Eliminacja nastawienia na rywalizację i narzekanie

Dorastałam na wsi, gdzie moja rodzina miała gospodarstwo rolne i dużo pracy. Przez lata mój mąż zmagał się z następstwami zakrzepicy mózgowej, więc ja zajmowałam się wszystkimi obowiązkami domowymi. Czasami, gdy wracałam późno z pracy, wpadał w złość. Uśmiechałam się tylko i mówiłam: „Jesteś głodny? Zrobię ci obiad”. Kupowałam mu, co chciał.

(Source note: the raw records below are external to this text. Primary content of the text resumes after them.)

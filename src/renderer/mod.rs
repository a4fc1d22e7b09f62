//! Rendering interface
//!
//! The core never talks to a window or GPU directly. Scenes describe each
//! frame as draw calls against a [`RenderSink`] supplied by the host.

pub mod commands;

use glam::Vec2;

pub use commands::{CommandBuffer, DrawCommand};

/// RGBA color, components in 0-1
pub type Color = [f32; 4];

/// Colors for game elements
pub mod colors {
    use super::Color;

    pub const WHITE: Color = [1.0, 1.0, 1.0, 1.0];
    pub const BLACK: Color = [0.0, 0.0, 0.0, 1.0];
    /// Dark red used for prompts (#8B2323)
    pub const BLOOD: Color = [139.0 / 255.0, 35.0 / 255.0, 35.0 / 255.0, 1.0];
    /// Start screen backdrop (#1A1A1A)
    pub const CHARCOAL: Color = [26.0 / 255.0, 26.0 / 255.0, 26.0 / 255.0, 1.0];
}

/// Opaque handles for the images the host loads
#[derive(Debug, Clone, Copy, PartialEq, Eq, Hash)]
pub enum SpriteId {
    Player,
    Collectible,
    /// Main scene backdrop
    Background,
    StartBackground,
    DeathBackground,
}

/// Destination for draw calls. Assumed synchronous and infallible.
pub trait RenderSink {
    /// Fill the whole frame with a color
    fn clear(&mut self, color: Color);

    /// Draw a sprite with its top-left corner at `pos`, rotated
    /// counter-clockwise by `rotation` degrees
    fn draw_sprite(&mut self, sprite: SpriteId, pos: Vec2, rotation: f32);

    /// Draw a line of text with its top-left corner at `pos`
    fn draw_text(&mut self, text: &str, pos: Vec2, color: Color);

    /// Flip the finished frame to the screen
    fn present(&mut self);
}
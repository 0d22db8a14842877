use std::process::ExitStatus;

use crate::builtins::prelude::*;
use crate::util::CcshExitStatusExt;

pub struct Exit;

impl BuiltinCommand for Exit {
    const NAME: &'static str = super::EXIT_NAME;

    const HELP: &'static str = "\
exit: exit [n]
    Exit the shell with a status of N. If N is omitted, the exit status
    is 0.";

    fn run(shell: &mut Shell, args: Vec<String>, _stdout: &mut dyn Write) -> Result<()> {
        let status_code = args
            .get(0)
            .map(|arg| {
                arg.parse::<i32>().unwrap_or_else(|_| {
                    eprintln!("ccsh: exit: {}: numeric argument required", arg);
                    2
                })
            })
            .unwrap_or(0);
        shell.exit(Some(ExitStatus::from_status(status_code)));
    }
}
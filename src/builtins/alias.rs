use crate::builtins::prelude::*;

pub struct Alias;

impl BuiltinCommand for Alias {
    const NAME: &'static str = super::ALIAS_NAME;

    const HELP: &'static str = "\
alias: alias [name='value']
    With no arguments, list the defined aliases. Otherwise define NAME
    as VALUE, overwriting an existing definition. Only the leading token
    of a command line is subject to alias expansion, and alias values
    are not expanded again.";

    fn run(shell: &mut Shell, args: Vec<String>, stdout: &mut dyn Write) -> Result<()> {
        if args.is_empty() {
            for (name, value) in shell.aliases().iter() {
                writeln!(stdout, "alias {}='{}'", name, value).context(ErrorKind::Io)?;
            }
            return Ok(());
        }

        // the tokenizer split the definition on whitespace; glue it back
        // together so quoted values containing spaces survive
        let definition = args.join(" ");
        match parse_definition(&definition) {
            Some((name, value)) => shell.aliases_mut().set(name, value),
            None => Err(Error::builtin_command("alias: usage: alias name='value'", 2)),
        }
    }
}

pub struct Unalias;

impl BuiltinCommand for Unalias {
    const NAME: &'static str = super::UNALIAS_NAME;

    const HELP: &'static str = "\
unalias: unalias <name>
    Remove NAME from the alias table.";

    fn run(shell: &mut Shell, args: Vec<String>, _stdout: &mut dyn Write) -> Result<()> {
        let name = args
            .first()
            .ok_or_else(|| Error::builtin_command("unalias: usage: unalias <name>", 2))?;
        shell.aliases_mut().remove(name)
    }
}

/// Splits `name=value` at the first `=`, stripping a matching pair of
/// surrounding quotes from the value. The name must be non-empty.
fn parse_definition(definition: &str) -> Option<(&str, &str)> {
    let eq = definition.find('=')?;
    if eq == 0 {
        return None;
    }

    Some((&definition[..eq], unquote(&definition[eq + 1..])))
}

fn unquote(value: &str) -> &str {
    let bytes = value.as_bytes();
    if value.len() >= 2
        && (bytes[0] == b'\'' || bytes[0] == b'"')
        && bytes[value.len() - 1] == bytes[0]
    {
        &value[1..value.len() - 1]
    } else {
        value
    }
}
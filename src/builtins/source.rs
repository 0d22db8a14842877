use crate::builtins::prelude::*;

pub struct Source;

impl BuiltinCommand for Source {
    const NAME: &'static str = super::SOURCE_NAME;

    const HELP: &'static str = "\
source: source <file>
    Execute the lines of FILE as commands in the current shell.";

    fn run(shell: &mut Shell, args: Vec<String>, _stdout: &mut dyn Write) -> Result<()> {
        let file = args
            .first()
            .ok_or_else(|| Error::builtin_command("source: usage: source <file>", 2))?;
        shell.execute_commands_from_file(file)
    }
}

W przeszłości często się kłóciliśmy. Po rozpoczęciu praktyki, zaczęłam stosować się do nauk Mistrza Li, aby być życzliwą dla wszystkich, a zwłaszcza dla mojej rodziny. Cała uraza, którą kiedyś żywiłam, całkowicie zniknęła i już się na niego nie złościłam. Zawsze zwracałam się do niego życzliwie i delikatnie, starając się nie ranić jego uczuć.

Pewnego dnia poszłam do domu innego praktykującego, aby studiować Fa i wróciłam tuż po ósmej. Zapomniałam zabrać klucze i chociaż pukałam kilka razy, mój mąż nie otworzył drzwi. Pomyślałam, że pewnie śpi, więc postanowiłam poczekać, aż wstanie, żeby skorzystać z łazienki, zanim zapukam ponownie. Usiadłam przy drzwiach i czytałam Fa. Minęła ponad godzina, a w środku wciąż nic się nie działo. Było bardzo zimno, więc zostałam na noc u koleżanki.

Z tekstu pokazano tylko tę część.